Santo Domingo.— Crear una organización política con aspiraciones de convertirse en partido reconocido en República Dominicana supone atravesar un proceso que va mucho más allá de escoger un nombre, diseñar un logo y reunir simpatizantes. La legislación electoral establece una serie de exigencias que deben ser satisfechas antes de que la Junta Central Electoral (JCE) conceda el reconocimiento.
Uno de los principales desafíos para los promotores es demostrar un respaldo ciudadano equivalente, como mínimo, al 2 % de los votos válidos de las últimas elecciones presidenciales ordinarias. Actualmente, esa cantidad ronda las 90,000 personas, cuyos nombres, números de cédula y direcciones deben ser suministrados a la JCE mediante los mecanismos establecidos.
Pero las firmas no son el único filtro. La organización debe demostrar que cuenta con una estructura de alcance nacional, mediante organismos provisionales de dirección en los 157 municipios y el Distrito Nacional, para un total de 158 demarcaciones.
El procedimiento se inicia con la entrega de una solicitud formal ante el organismo electoral, acompañada de los documentos que definan la identidad y funcionamiento de la nueva entidad. Entre ellos figuran sus principios, objetivos, lineamientos políticos y estatutos.
Estos últimos deben establecer cómo estará organizada la agrupación, cuáles serán las funciones de sus órganos internos, cómo se elegirán sus autoridades y cuáles serán las reglas para la convocatoria de asambleas, votaciones y adopción de decisiones.
La normativa también procura garantizar derechos dentro de las propias organizaciones. Los afiliados deben tener posibilidades de participar en la vida interna, elegir y ser elegidos, expresar sus posiciones y formular reclamos. Cualquier medida disciplinaria, como una suspensión o expulsión, debe ajustarse al procedimiento previamente establecido.
Una estructura que debe ser comprobable
La presencia territorial exigida por la normativa no significa que los promotores tengan que instalar un local físico en cada municipio. Lo fundamental es que exista una estructura directiva provisional que pueda ser identificada y verificada.

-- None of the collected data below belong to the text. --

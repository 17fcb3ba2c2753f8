use std::sync::Arc;

use chrono::Duration;
use domain::{
    ensure_not_reserved, DomainError, RepositoryError, RowCreationResult, User, UserRepository,
    Username,
};

use crate::{
    error::{ApplicationError, AuthFailure},
    password::PasswordHasher,
    session::SessionTracker,
    token::TokenService,
};

#[derive(Debug, Clone)]
pub struct SignupRequest {
    pub username: String,
    pub password: String,
}

#[derive(Debug, Clone)]
pub struct LoginRequest {
    pub username: String,
    pub password: String,
}

/// 登录成功后签发的 bearer 令牌。
#[derive(Debug, Clone, PartialEq, Eq, serde::Serialize)]
pub struct AccessToken {
    pub access_token: String,
    pub token_type: &'static str,
}

pub struct UserServiceDependencies {
    pub user_repository: Arc<dyn UserRepository>,
    pub password_hasher: Arc<dyn PasswordHasher>,
    pub token_service: Arc<dyn TokenService>,
    pub session_tracker: SessionTracker,
    pub access_token_lifetime: Duration,
}

pub struct UserService {
    deps: UserServiceDependencies,
}

impl UserService {
    pub fn new(deps: UserServiceDependencies) -> Self {
        Self { deps }
    }

    /// 注册。用户名是否已存在由存储层的唯一约束判定。
    pub async fn signup(&self, request: SignupRequest) -> Result<User, ApplicationError> {
        let username = Username::parse(request.username)?;
        ensure_not_reserved(&username)?;

        let password_hash = self.deps.password_hasher.hash(&request.password).await?;

        match self
            .deps
            .user_repository
            .insert(username.clone(), password_hash)
            .await?
        {
            RowCreationResult::Created(user) => {
                tracing::info!(user_id = %user.id, username = %user.username, "user signed up");
                Ok(user)
            }
            RowCreationResult::AlreadyExists => {
                Err(DomainError::UsernameTaken(username.as_str().to_owned()).into())
            }
            RowCreationResult::MissingReference => Err(RepositoryError::storage(
                "app_user insert reported a foreign key violation",
            )
            .into()),
        }
    }

    pub async fn list_users(&self) -> Result<Vec<User>, ApplicationError> {
        Ok(self.deps.user_repository.list().await?)
    }

    pub async fn get_user(&self, username: &str) -> Result<User, ApplicationError> {
        let not_found = || DomainError::UserNotFound(username.to_owned());
        let parsed = Username::parse(username).map_err(|_| not_found())?;
        self.deps
            .user_repository
            .find_by_username(parsed)
            .await?
            .map(|credentials| credentials.user)
            .ok_or_else(|| not_found().into())
    }

    /// 用户名密码换取访问令牌，并记录最近登录时间。
    pub async fn login(&self, request: LoginRequest) -> Result<AccessToken, ApplicationError> {
        let rejected = || ApplicationError::Authentication(AuthFailure::IncorrectCredentials);

        let username = Username::parse(request.username).map_err(|_| rejected())?;
        let credentials = self
            .deps
            .user_repository
            .find_by_username(username)
            .await?
            .ok_or_else(rejected)?;

        let password_ok = self
            .deps
            .password_hasher
            .verify(&request.password, &credentials.password_hash)
            .await?;
        if !password_ok {
            tracing::debug!(username = %credentials.user.username, "password mismatch");
            return Err(rejected());
        }

        self.deps
            .session_tracker
            .record_login(credentials.user.id)
            .await;

        let access_token = self.deps.token_service.create_access_token(
            &credentials.user.username,
            self.deps.access_token_lifetime,
        )?;

        Ok(AccessToken {
            access_token,
            token_type: "bearer",
        })
    }

    /// 解析 bearer 令牌得到当前用户，并记录最近访问时间。
    pub async fn current_user(&self, token: &str) -> Result<User, ApplicationError> {
        let username = self.deps.token_service.validate(token)?;
        let credentials = self
            .deps
            .user_repository
            .find_by_username(username)
            .await?
            .ok_or(ApplicationError::Authentication(
                AuthFailure::CouldNotValidate,
            ))?;

        self.deps
            .session_tracker
            .record_visit(credentials.user.id)
            .await;

        Ok(credentials.user)
    }
}

#[cfg(test)]
mod tests {
    use super::*;
    use crate::{
        clock::SystemClock,
        password::PasswordHasherError,
        token::TokenError,
    };
    use async_trait::async_trait;
    use domain::{MockUserRepository, PasswordHash, UserCredentials, UserId};

    /// 明文比对的哈希器，只用于测试。
    struct PlainHasher;

    #[async_trait]
    impl PasswordHasher for PlainHasher {
        async fn hash(&self, plaintext: &str) -> Result<PasswordHash, PasswordHasherError> {
            PasswordHash::new(format!("plain:{plaintext}"))
                .map_err(|err| PasswordHasherError::hash_error(err.to_string()))
        }

        async fn verify(
            &self,
            plaintext: &str,
            hashed: &PasswordHash,
        ) -> Result<bool, PasswordHasherError> {
            Ok(hashed.as_str() == format!("plain:{plaintext}"))
        }
    }

    /// 令牌就是用户名本身。
    struct EchoTokens;

    impl TokenService for EchoTokens {
        fn create_access_token(
            &self,
            subject: &Username,
            _expires_in: Duration,
        ) -> Result<String, TokenError> {
            Ok(subject.as_str().to_owned())
        }

        fn validate(&self, token: &str) -> Result<Username, TokenError> {
            match token {
                "expired" => Err(TokenError::Expired),
                "" => Err(TokenError::Invalid),
                other => Username::parse(other).map_err(|_| TokenError::Invalid),
            }
        }
    }

    fn alice() -> UserCredentials {
        UserCredentials {
            user: User::registered(UserId(1), Username::parse("alice").unwrap()),
            password_hash: PasswordHash::new("plain:pw1").unwrap(),
        }
    }

    fn service(users: MockUserRepository) -> UserService {
        let users: Arc<dyn UserRepository> = Arc::new(users);
        UserService::new(UserServiceDependencies {
            user_repository: users.clone(),
            password_hasher: Arc::new(PlainHasher),
            token_service: Arc::new(EchoTokens),
            session_tracker: SessionTracker::new(users, Arc::new(SystemClock)),
            access_token_lifetime: Duration::minutes(crate::token::DEFAULT_ACCESS_TOKEN_MINUTES),
        })
    }

    #[tokio::test]
    async fn reserved_username_never_reaches_the_store() {
        let mut users = MockUserRepository::new();
        users.expect_insert().never();

        let err = service(users)
            .signup(SignupRequest {
                username: "me".into(),
                password: "pw".into(),
            })
            .await
            .unwrap_err();

        assert!(matches!(
            err,
            ApplicationError::Domain(DomainError::ReservedUsername(_))
        ));
    }

    #[tokio::test]
    async fn unique_violation_becomes_username_taken() {
        let mut users = MockUserRepository::new();
        users
            .expect_insert()
            .returning(|_, _| Box::pin(async { Ok(RowCreationResult::AlreadyExists) }));

        let err = service(users)
            .signup(SignupRequest {
                username: "alice".into(),
                password: "pw".into(),
            })
            .await
            .unwrap_err();

        assert!(matches!(
            err,
            ApplicationError::Domain(DomainError::UsernameTaken(name)) if name == "alice"
        ));
    }

    #[tokio::test]
    async fn login_survives_bookkeeping_failure() {
        let mut users = MockUserRepository::new();
        users
            .expect_find_by_username()
            .returning(|_| Box::pin(async { Ok(Some(alice())) }));
        users
            .expect_touch_last_login()
            .times(1)
            .returning(|_, _| Box::pin(async { Err(RepositoryError::storage("db down")) }));

        let token = service(users)
            .login(LoginRequest {
                username: "alice".into(),
                password: "pw1".into(),
            })
            .await
            .expect("login still succeeds");

        assert_eq!(token.access_token, "alice");
        assert_eq!(token.token_type, "bearer");
    }

    #[tokio::test]
    async fn wrong_password_is_rejected_without_touching_last_login() {
        let mut users = MockUserRepository::new();
        users
            .expect_find_by_username()
            .returning(|_| Box::pin(async { Ok(Some(alice())) }));
        users.expect_touch_last_login().never();

        let err = service(users)
            .login(LoginRequest {
                username: "alice".into(),
                password: "nope".into(),
            })
            .await
            .unwrap_err();

        assert!(matches!(
            err,
            ApplicationError::Authentication(AuthFailure::IncorrectCredentials)
        ));
    }

    #[tokio::test]
    async fn expired_token_maps_to_token_expired() {
        let mut users = MockUserRepository::new();
        users.expect_find_by_username().never();

        let err = service(users).current_user("expired").await.unwrap_err();
        assert!(matches!(
            err,
            ApplicationError::Authentication(AuthFailure::TokenExpired)
        ));
    }

    #[tokio::test]
    async fn token_for_vanished_user_is_rejected() {
        let mut users = MockUserRepository::new();
        users
            .expect_find_by_username()
            .returning(|_| Box::pin(async { Ok(None) }));
        users.expect_touch_last_visit().never();

        let err = service(users).current_user("ghost").await.unwrap_err();
        assert!(matches!(
            err,
            ApplicationError::Authentication(AuthFailure::CouldNotValidate)
        ));
    }

    #[tokio::test]
    async fn current_user_records_visit() {
        let mut users = MockUserRepository::new();
        users
            .expect_find_by_username()
            .returning(|_| Box::pin(async { Ok(Some(alice())) }));
        users
            .expect_touch_last_visit()
            .withf(|id, _| *id == UserId(1))
            .times(1)
            .returning(|_, _| Box::pin(async { Ok(()) }));

        let user = service(users).current_user("alice").await.unwrap();
        assert_eq!(user.username.as_str(), "alice");
    }
}
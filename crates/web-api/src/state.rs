use std::sync::Arc;

use application::{AnalyticsService, PostService, UserService};
use infrastructure::Infrastructure;

#[derive(Clone)]
pub struct AppState {
    pub user_service: Arc<UserService>,
    pub post_service: Arc<PostService>,
    pub analytics_service: Arc<AnalyticsService>,
}

impl AppState {
    pub fn new(
        user_service: Arc<UserService>,
        post_service: Arc<PostService>,
        analytics_service: Arc<AnalyticsService>,
    ) -> Self {
        Self {
            user_service,
            post_service,
            analytics_service,
        }
    }

    pub fn from_infrastructure(infra: &Infrastructure) -> Self {
        Self::new(
            Arc::new(infra.user_service()),
            Arc::new(infra.post_service()),
            Arc::new(infra.analytics_service()),
        )
    }
}
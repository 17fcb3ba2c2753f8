//! 社交网络后端核心领域模型
//!
//! 包含用户、帖子、点赞等实体，按天聚合点赞的规则，以及存储层接口。

pub mod business_rules;
pub mod errors;
pub mod like;
pub mod post;
pub mod repository;
pub mod user;
pub mod value_objects;

// 重新导出常用类型
pub use business_rules::*;
pub use errors::*;
pub use like::*;
pub use post::*;
pub use repository::*;
pub use user::*;
pub use value_objects::*;
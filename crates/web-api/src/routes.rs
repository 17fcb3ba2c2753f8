use axum::{
    extract::{Path, Query, State},
    http::StatusCode,
    routing::{get, post},
    Form, Json, Router,
};
use chrono::NaiveDate;
use serde::Deserialize;
use tower::ServiceBuilder;
use tower_http::trace::TraceLayer;
use validator::Validate;

use application::{
    services::{AccessToken, CreatePostRequest, LoginRequest, SignupRequest},
    CreatedPostDto, PostDto, SignupDto, UserDto,
};
use domain::{LikeStats, PostId};

use crate::{auth::CurrentUser, error::ApiError, state::AppState};

#[derive(Debug, Deserialize, Validate)]
struct SignupPayload {
    #[validate(length(min = 1, message = "username cannot be empty"))]
    username: String,
    #[validate(length(min = 1, message = "password cannot be empty"))]
    password: String,
}

/// OAuth2 password 表单，`grant_type`、`scope` 等字段忽略。
#[derive(Debug, Deserialize)]
struct TokenForm {
    username: String,
    password: String,
}

#[derive(Debug, Deserialize, Validate)]
struct CreatePostPayload {
    #[validate(length(min = 1, message = "title cannot be empty"))]
    title: String,
    body: String,
}

#[derive(Debug, Deserialize)]
struct LikeAnalyticsQuery {
    date_from: NaiveDate,
    date_to: NaiveDate,
}

pub fn router(state: AppState) -> Router {
    Router::new()
        .route("/health", get(health))
        .route("/token/", post(issue_token))
        .nest("/api", api_routes())
        .layer(ServiceBuilder::new().layer(TraceLayer::new_for_http()))
        .with_state(state)
}

fn api_routes() -> Router<AppState> {
    Router::new()
        .route("/users/", post(signup).get(list_users))
        .route("/users/me/", get(read_current_user))
        .route("/users/{username}", get(get_user))
        .route("/posts/", post(create_post).get(list_posts))
        .route("/posts/{post_id}/", get(get_post))
        .route("/posts/{post_id}/like/", post(like_post).delete(unlike_post))
        .route("/analytics/likes/", get(like_analytics))
}

fn validate(payload: &impl Validate) -> Result<(), ApiError> {
    payload
        .validate()
        .map_err(|err| ApiError::bad_request(err.to_string()))
}

async fn health() -> StatusCode {
    StatusCode::OK
}

async fn signup(
    State(state): State<AppState>,
    Json(payload): Json<SignupPayload>,
) -> Result<Json<SignupDto>, ApiError> {
    validate(&payload)?;
    let user = state
        .user_service
        .signup(SignupRequest {
            username: payload.username,
            password: payload.password,
        })
        .await?;

    Ok(Json(SignupDto {
        username: user.username.as_str().to_owned(),
    }))
}

async fn list_users(State(state): State<AppState>) -> Result<Json<Vec<UserDto>>, ApiError> {
    let users = state.user_service.list_users().await?;
    Ok(Json(users.iter().map(UserDto::from).collect()))
}

async fn read_current_user(CurrentUser(user): CurrentUser) -> Json<UserDto> {
    Json(UserDto::from(&user))
}

async fn get_user(
    State(state): State<AppState>,
    Path(username): Path<String>,
) -> Result<Json<UserDto>, ApiError> {
    let user = state.user_service.get_user(&username).await?;
    Ok(Json(UserDto::from(&user)))
}

async fn issue_token(
    State(state): State<AppState>,
    Form(form): Form<TokenForm>,
) -> Result<Json<AccessToken>, ApiError> {
    let token = state
        .user_service
        .login(LoginRequest {
            username: form.username,
            password: form.password,
        })
        .await?;

    Ok(Json(token))
}

async fn create_post(
    State(state): State<AppState>,
    CurrentUser(user): CurrentUser,
    Json(payload): Json<CreatePostPayload>,
) -> Result<Json<CreatedPostDto>, ApiError> {
    validate(&payload)?;
    let id = state
        .post_service
        .create_post(
            &user,
            CreatePostRequest {
                title: payload.title,
                body: payload.body,
            },
        )
        .await?;

    Ok(Json(CreatedPostDto { id: id.into() }))
}

async fn get_post(
    State(state): State<AppState>,
    Path(post_id): Path<i32>,
) -> Result<Json<PostDto>, ApiError> {
    let post = state.post_service.get_post(PostId(post_id)).await?;
    Ok(Json(PostDto::from(&post)))
}

async fn list_posts(State(state): State<AppState>) -> Result<Json<Vec<PostDto>>, ApiError> {
    let posts = state.post_service.list_posts().await?;
    Ok(Json(posts.iter().map(PostDto::from).collect()))
}

async fn like_post(
    State(state): State<AppState>,
    CurrentUser(user): CurrentUser,
    Path(post_id): Path<i32>,
) -> Result<Json<&'static str>, ApiError> {
    let status = state.post_service.like_post(&user, PostId(post_id)).await?;
    Ok(Json(status.message()))
}

async fn unlike_post(
    State(state): State<AppState>,
    CurrentUser(user): CurrentUser,
    Path(post_id): Path<i32>,
) -> Result<Json<&'static str>, ApiError> {
    let status = state
        .post_service
        .unlike_post(&user, PostId(post_id))
        .await?;
    Ok(Json(status.message()))
}

async fn like_analytics(
    State(state): State<AppState>,
    Query(query): Query<LikeAnalyticsQuery>,
) -> Result<Json<LikeStats>, ApiError> {
    let stats = state
        .analytics_service
        .like_analytics(query.date_from, query.date_to)
        .await?;
    Ok(Json(stats))
}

La JCE está facultada para realizar inspecciones y entrevistas con el propósito de comprobar que los organismos reportados funcionan realmente. El expediente debe incluir, además, la composición de la dirección provisional nacional y de las estructuras municipales, junto con los datos requeridos de sus integrantes.
La identidad visual de la organización también está sometida a reglas. El nombre, las siglas, el lema, los colores, la bandera y el logo tienen que distinguirse de los utilizados por partidos reconocidos para evitar confusiones. Asimismo, existen restricciones sobre el uso de símbolos patrios y nombres vinculados a los Padres de la Patria y los Restauradores.
Las cuentas también pasan por el filtro electoral
El componente financiero constituye otra pieza del proceso de reconocimiento. Los organizadores deben presentar información sobre los recursos manejados durante la etapa de formación, especificando ingresos, gastos y procedencia de los aportes.
También deben identificar a las personas autorizadas para recibir fondos y aprobar desembolsos, además de presentar proyecciones presupuestarias para los años siguientes hasta las próximas elecciones generales.
La solicitud de reconocimiento debe depositarse dentro del plazo establecido por la legislación, como máximo 12 meses antes de las próximas elecciones ordinarias.
Una vez concedido el reconocimiento, comienza una etapa decisiva: la organización dispone de 45 días para celebrar su asamblea constitutiva, aprobar de manera definitiva sus estatutos y escoger a sus autoridades.
Si los promotores no cumplen con ese plazo, el reconocimiento otorgado por la JCE queda sin efecto, por lo que la creación de una nueva fuerza política no termina con la recolección de firmas, sino que exige completar todo un proceso institucional, territorial, financiero y democrático.